Search the listing below for the word "pids", and copy every line in which it turns up.

::::::::::

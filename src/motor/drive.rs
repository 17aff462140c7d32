// Drive controller for the Mecanum base
//
// Owns the encoder bank, the per-wheel PID loops, the control mode and the
// last body command. Mode changes only happen through `set_mode`.

use std::sync::Arc;
use std::time::{Duration, Instant};

use tracing::{debug, info, warn};

use super::actuator::{MotorActuator, MotorOutput};
use super::encoder::{EncoderBank, VelocityEstimator};
use super::kinematics::{clamp_unstable, mix, Wheel, WheelCommands};
use super::pid::{PidController, PidGains};
use crate::config::{ESTIMATION_PERIOD, MAX_WHEEL_SPEED, MOTOR_POLARITY, PID_GAINS, PID_PERIOD};
use crate::messages::{BodyVelocity, ControlMode, EncoderTelemetry};

/// Tuning the drive controller is built with
#[derive(Debug, Clone, Copy)]
pub struct DriveConfig {
    pub pid_gains: [PidGains; 4],
    pub polarity: [i8; 4],
    /// ticks/s at full normalized command
    pub max_wheel_speed: f32,
    pub pid_period: Duration,
    pub estimation_period: Duration,
}

impl Default for DriveConfig {
    fn default() -> Self {
        Self {
            pid_gains: PID_GAINS,
            polarity: MOTOR_POLARITY,
            max_wheel_speed: MAX_WHEEL_SPEED,
            pid_period: PID_PERIOD,
            estimation_period: ESTIMATION_PERIOD,
        }
    }
}

pub struct DriveController<A: MotorActuator> {
    actuator: A,
    encoders: Arc<EncoderBank>,
    estimator: VelocityEstimator,
    pids: [PidController; 4],
    config: DriveConfig,
    mode: ControlMode,
    command: BodyVelocity,
    targets: WheelCommands, // ticks/s, closed-loop only
    last_pid: Instant,
}

impl<A: MotorActuator> DriveController<A> {
    /// Create a controller with its own encoder bank
    pub fn new(actuator: A, config: DriveConfig, now: Instant) -> Self {
        Self::with_encoders(actuator, Arc::new(EncoderBank::new()), config, now)
    }

    /// Create a controller reading an encoder bank fed by an existing capture source
    ///
    /// Starts in manual mode with every motor released.
    pub fn with_encoders(
        actuator: A,
        encoders: Arc<EncoderBank>,
        config: DriveConfig,
        now: Instant,
    ) -> Self {
        let mut drive = Self {
            actuator,
            encoders,
            estimator: VelocityEstimator::new(config.estimation_period, now),
            pids: config.pid_gains.map(PidController::new),
            config,
            mode: ControlMode::Manual,
            command: BodyVelocity::zero(),
            targets: WheelCommands::zero(),
            last_pid: now,
        };
        drive.release_all();
        drive
    }

    /// Handle for the capture path (interrupt handler, simulator)
    pub fn encoders(&self) -> Arc<EncoderBank> {
        Arc::clone(&self.encoders)
    }

    pub fn mode(&self) -> ControlMode {
        self.mode
    }

    pub fn command(&self) -> BodyVelocity {
        self.command
    }

    /// Closed-loop wheel targets in ticks/s
    pub fn targets(&self) -> WheelCommands {
        self.targets
    }

    /// Latest velocity estimate in ticks/s
    pub fn speeds(&self) -> [f32; 4] {
        self.estimator.speeds()
    }

    pub fn actuator(&self) -> &A {
        &self.actuator
    }

    pub fn actuator_mut(&mut self) -> &mut A {
        &mut self.actuator
    }

    /// Switch control mode
    ///
    /// Always clears the body command and wheel targets. Entering manual
    /// releases every motor right away. PID state carries over in both
    /// directions; entering closed-loop only restarts the PID timer.
    pub fn set_mode(&mut self, mode: ControlMode, now: Instant) {
        info!("Control mode {:?} -> {:?}", self.mode, mode);
        self.mode = mode;
        self.command = BodyVelocity::zero();
        self.targets = WheelCommands::zero();

        match mode {
            ControlMode::Manual => self.release_all(),
            // The manual period must not show up as one huge PID dt
            ControlMode::ClosedLoop => self.last_pid = now,
        }
    }

    /// Take a new body velocity command
    ///
    /// Manual mode actuates immediately, once. Closed-loop mode only updates
    /// the wheel targets; the PID service does the actuation.
    pub fn set_command(&mut self, cmd: BodyVelocity) {
        let cmd = clamp_unstable(cmd);
        self.command = cmd;

        let wheels = mix(cmd);
        match self.mode {
            ControlMode::Manual => {
                debug!("Open-loop wheels: {:?}", wheels.as_array());
                for wheel in Wheel::ALL {
                    self.drive_wheel(wheel, wheels.get(wheel));
                }
            }
            ControlMode::ClosedLoop => {
                self.targets = wheels.scaled(self.config.max_wheel_speed);
                debug!("Closed-loop targets: {:?}", self.targets.as_array());
            }
        }
    }

    /// Refresh wheel speeds from the encoders, in every mode
    pub fn estimate_velocities(&mut self, now: Instant) -> bool {
        self.estimator.sample(&self.encoders, now)
    }

    /// Run one PID step per wheel if in closed-loop and a period has elapsed
    ///
    /// Calls inside the period are no-ops. Returns true when the motors were
    /// driven.
    pub fn service_pid(&mut self, now: Instant) -> bool {
        if self.mode != ControlMode::ClosedLoop {
            return false;
        }

        let elapsed = now.saturating_duration_since(self.last_pid);
        if elapsed < self.config.pid_period {
            return false;
        }
        let dt = elapsed.as_secs_f32();
        self.last_pid = now;

        let speeds = self.estimator.speeds();
        for wheel in Wheel::ALL {
            let i = wheel.index();
            let output = self.pids[i].update(self.targets.get(wheel), speeds[i], dt);
            self.drive_wheel(wheel, output);
        }
        true
    }

    /// Stop everything, regardless of mode. Safe to call repeatedly.
    pub fn emergency_stop(&mut self) {
        self.command = BodyVelocity::zero();
        self.targets = WheelCommands::zero();
        self.release_all();
    }

    pub fn telemetry(&self) -> EncoderTelemetry {
        EncoderTelemetry {
            ticks: self.encoders.positions(),
            speeds: self.estimator.speeds(),
        }
    }

    fn drive_wheel(&mut self, wheel: Wheel, command: f32) {
        let output = MotorOutput::from_command(command, self.config.polarity[wheel.index()]);
        if let Err(e) = self.actuator.apply(wheel, output) {
            warn!("Failed to drive {:?}: {}", wheel, e);
        }
    }

    // Every wheel is attempted even if one fails
    fn release_all(&mut self) {
        for wheel in Wheel::ALL {
            if let Err(e) = self.actuator.apply(wheel, MotorOutput::released()) {
                warn!("Failed to release {:?}: {}", wheel, e);
            }
        }
    }
}

#[cfg(test)]
mod tests {
    use super::*;
    use crate::motor::actuator::{ActuatorError, Direction, RecordingActuator};

    fn drive(now: Instant) -> DriveController<RecordingActuator> {
        DriveController::new(RecordingActuator::new(), DriveConfig::default(), now)
    }

    #[test]
    fn test_starts_manual_and_released() {
        let t0 = Instant::now();
        let drive = drive(t0);
        assert_eq!(drive.mode(), ControlMode::Manual);
        assert!(drive.actuator().all_released());
    }

    #[test]
    fn test_manual_command_actuates_immediately() {
        let t0 = Instant::now();
        let mut drive = drive(t0);
        drive.set_command(BodyVelocity::new(0.5, 0.0, 0.0));

        for wheel in Wheel::ALL {
            let out = drive.actuator().output(wheel);
            assert_eq!(out.magnitude, 100);
            assert_eq!(out.direction, Direction::Forward);
        }
        // No persistent loop in manual
        assert!(!drive.service_pid(t0 + Duration::from_secs(1)));
        assert_eq!(drive.targets(), WheelCommands::zero());
    }

    #[test]
    fn test_manual_command_is_clamped() {
        let t0 = Instant::now();
        let mut drive = drive(t0);
        drive.set_command(BodyVelocity::new(0.0, 0.5, 0.5));
        assert_eq!(drive.command(), BodyVelocity::new(0.0, 0.5, 0.0));
        // Pure strafe after the clamp
        assert_eq!(drive.actuator().output(Wheel::FrontLeft).signed(), -100);
        assert_eq!(drive.actuator().output(Wheel::FrontRight).signed(), 100);
    }

    #[test]
    fn test_closed_loop_command_sets_targets_only() {
        let t0 = Instant::now();
        let mut drive = drive(t0);
        drive.set_mode(ControlMode::ClosedLoop, t0);
        let writes = drive.actuator().writes();

        drive.set_command(BodyVelocity::new(0.4, 0.0, 0.0));
        assert_eq!(drive.targets().as_array(), [200.0; 4]);
        assert_eq!(drive.actuator().writes(), writes, "Closed-loop must not actuate on intake");
    }

    #[test]
    fn test_switch_to_manual_zeroes_targets_and_stops() {
        let t0 = Instant::now();
        let mut drive = drive(t0);
        drive.set_mode(ControlMode::ClosedLoop, t0);
        drive.set_command(BodyVelocity::new(1.0, 0.0, 0.0));
        assert!(drive.service_pid(t0 + PID_PERIOD));
        assert!(!drive.actuator().all_released());

        drive.set_mode(ControlMode::Manual, t0 + PID_PERIOD);
        assert_eq!(drive.targets(), WheelCommands::zero());
        assert_eq!(drive.command(), BodyVelocity::zero());
        assert!(drive.actuator().all_released());

        // Later manual command is one-shot open loop
        drive.set_command(BodyVelocity::new(0.25, 0.0, 0.0));
        assert_eq!(drive.actuator().output(Wheel::RearLeft).signed(), 50);
        assert!(!drive.service_pid(t0 + Duration::from_secs(5)));
        assert_eq!(drive.actuator().output(Wheel::RearLeft).signed(), 50);
    }

    #[test]
    fn test_pid_service_is_rate_limited() {
        let t0 = Instant::now();
        let mut drive = drive(t0);
        drive.set_mode(ControlMode::ClosedLoop, t0);
        drive.set_command(BodyVelocity::new(0.1, 0.0, 0.0));

        assert!(!drive.service_pid(t0 + Duration::from_millis(5)));
        assert!(drive.service_pid(t0 + PID_PERIOD));
        assert!(!drive.service_pid(t0 + PID_PERIOD + Duration::from_millis(10)));
        assert!(drive.service_pid(t0 + PID_PERIOD * 2));
    }

    #[test]
    fn test_pid_drives_toward_target() {
        let t0 = Instant::now();
        let mut drive = drive(t0);
        drive.set_mode(ControlMode::ClosedLoop, t0);
        // Target 50 ticks/s, measured 0: kp 0.005 gives 0.25
        drive.set_command(BodyVelocity::new(0.1, 0.0, 0.0));
        drive.service_pid(t0 + PID_PERIOD);
        for wheel in Wheel::ALL {
            assert_eq!(drive.actuator().output(wheel).signed(), 50);
        }
    }

    #[test]
    fn test_pid_output_respects_polarity() {
        let t0 = Instant::now();
        let config = DriveConfig {
            polarity: [1, -1, 1, -1],
            ..DriveConfig::default()
        };
        let mut drive = DriveController::new(RecordingActuator::new(), config, t0);
        drive.set_mode(ControlMode::ClosedLoop, t0);
        drive.set_command(BodyVelocity::new(0.1, 0.0, 0.0));
        drive.service_pid(t0 + PID_PERIOD);

        assert_eq!(drive.actuator().output(Wheel::FrontLeft).direction, Direction::Forward);
        assert_eq!(drive.actuator().output(Wheel::FrontRight).direction, Direction::Backward);
        assert_eq!(drive.actuator().output(Wheel::RearLeft).direction, Direction::Backward);
    }

    #[test]
    fn test_pid_uses_measured_speed() {
        let t0 = Instant::now();
        let mut drive = drive(t0);
        drive.set_mode(ControlMode::ClosedLoop, t0);
        drive.set_command(BodyVelocity::new(0.1, 0.0, 0.0));

        // Front-left already at target speed (5 ticks in 100ms = 50 ticks/s)
        let encoders = drive.encoders();
        for _ in 0..5 {
            encoders.capture(Wheel::FrontLeft, true);
        }
        assert!(drive.estimate_velocities(t0 + ESTIMATION_PERIOD));
        drive.service_pid(t0 + ESTIMATION_PERIOD);

        assert_eq!(drive.actuator().output(Wheel::FrontLeft), MotorOutput::released());
        assert_eq!(drive.actuator().output(Wheel::FrontRight).signed(), 50);
    }

    #[test]
    fn test_estimation_runs_in_manual_mode() {
        let t0 = Instant::now();
        let mut drive = drive(t0);
        let encoders = drive.encoders();
        for _ in 0..10 {
            encoders.capture(Wheel::RearRight, false);
        }
        assert!(drive.estimate_velocities(t0 + ESTIMATION_PERIOD));

        let telemetry = drive.telemetry();
        assert_eq!(telemetry.ticks, [0, 0, -10, 0]);
        assert!((telemetry.speeds[2] + 100.0).abs() < 1e-3);
    }

    #[test]
    fn test_emergency_stop_is_idempotent() {
        let t0 = Instant::now();
        let mut drive = drive(t0);
        drive.set_mode(ControlMode::ClosedLoop, t0);
        drive.set_command(BodyVelocity::new(0.8, 0.1, 0.0));
        drive.service_pid(t0 + PID_PERIOD);

        drive.emergency_stop();
        drive.emergency_stop();
        assert!(drive.actuator().all_released());
        assert_eq!(drive.targets(), WheelCommands::zero());
        assert_eq!(drive.command(), BodyVelocity::zero());
        // Mode is left alone
        assert_eq!(drive.mode(), ControlMode::ClosedLoop);

        // With zero targets the PID keeps the wheels stopped
        drive.service_pid(t0 + PID_PERIOD * 2);
        assert!(drive.actuator().all_released());
    }

    #[test]
    fn test_integral_survives_manual_round_trip() {
        let t0 = Instant::now();
        let gains = PidGains {
            ki: 0.001,
            ..PidGains::DEFAULT
        };
        let config = DriveConfig {
            pid_gains: [gains; 4],
            ..DriveConfig::default()
        };
        let mut drive = DriveController::new(RecordingActuator::new(), config, t0);
        drive.set_mode(ControlMode::ClosedLoop, t0);
        drive.set_command(BodyVelocity::new(0.1, 0.0, 0.0));
        assert!(drive.service_pid(t0 + PID_PERIOD));

        // Error 50 ticks/s over 20 ms
        let integral = drive.pids[0].integral();
        assert!((integral - 1.0).abs() < 1e-4, "Got {}", integral);

        drive.set_mode(ControlMode::Manual, t0 + PID_PERIOD * 2);
        assert_eq!(drive.pids[0].integral(), integral);

        let reentry = t0 + Duration::from_secs(10);
        drive.set_mode(ControlMode::ClosedLoop, reentry);
        for pid in &drive.pids {
            assert_eq!(pid.integral(), integral);
        }

        // The manual period is not fed to the PID as dt
        assert!(!drive.service_pid(reentry + Duration::from_millis(5)));
        assert!(drive.service_pid(reentry + PID_PERIOD));
    }

    struct FailingFrontLeft(RecordingActuator);

    impl MotorActuator for FailingFrontLeft {
        fn apply(&mut self, wheel: Wheel, output: MotorOutput) -> crate::motor::actuator::Result<()> {
            if wheel == Wheel::FrontLeft {
                return Err(ActuatorError::Rejected {
                    wheel,
                    reason: "bus fault".to_string(),
                });
            }
            self.0.apply(wheel, output)
        }
    }

    #[test]
    fn test_stop_reaches_other_wheels_when_one_fails() {
        let t0 = Instant::now();
        let mut drive =
            DriveController::new(FailingFrontLeft(RecordingActuator::new()), DriveConfig::default(), t0);
        drive.set_command(BodyVelocity::new(1.0, 0.0, 0.0));
        assert_eq!(drive.actuator().0.output(Wheel::RearLeft).signed(), 200);

        drive.emergency_stop();
        assert!(drive.actuator().0.all_released());
    }
}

::::::::::

TASK RESULT:
    pids: [PidController; 4],
            pids: config.pid_gains.map(PidController::new),
            let output = self.pids[i].update(self.targets.get(wheel), speeds[i], dt);
        let integral = drive.pids[0].integral();
        assert_eq!(drive.pids[0].integral(), integral);
        for pid in &drive.pids {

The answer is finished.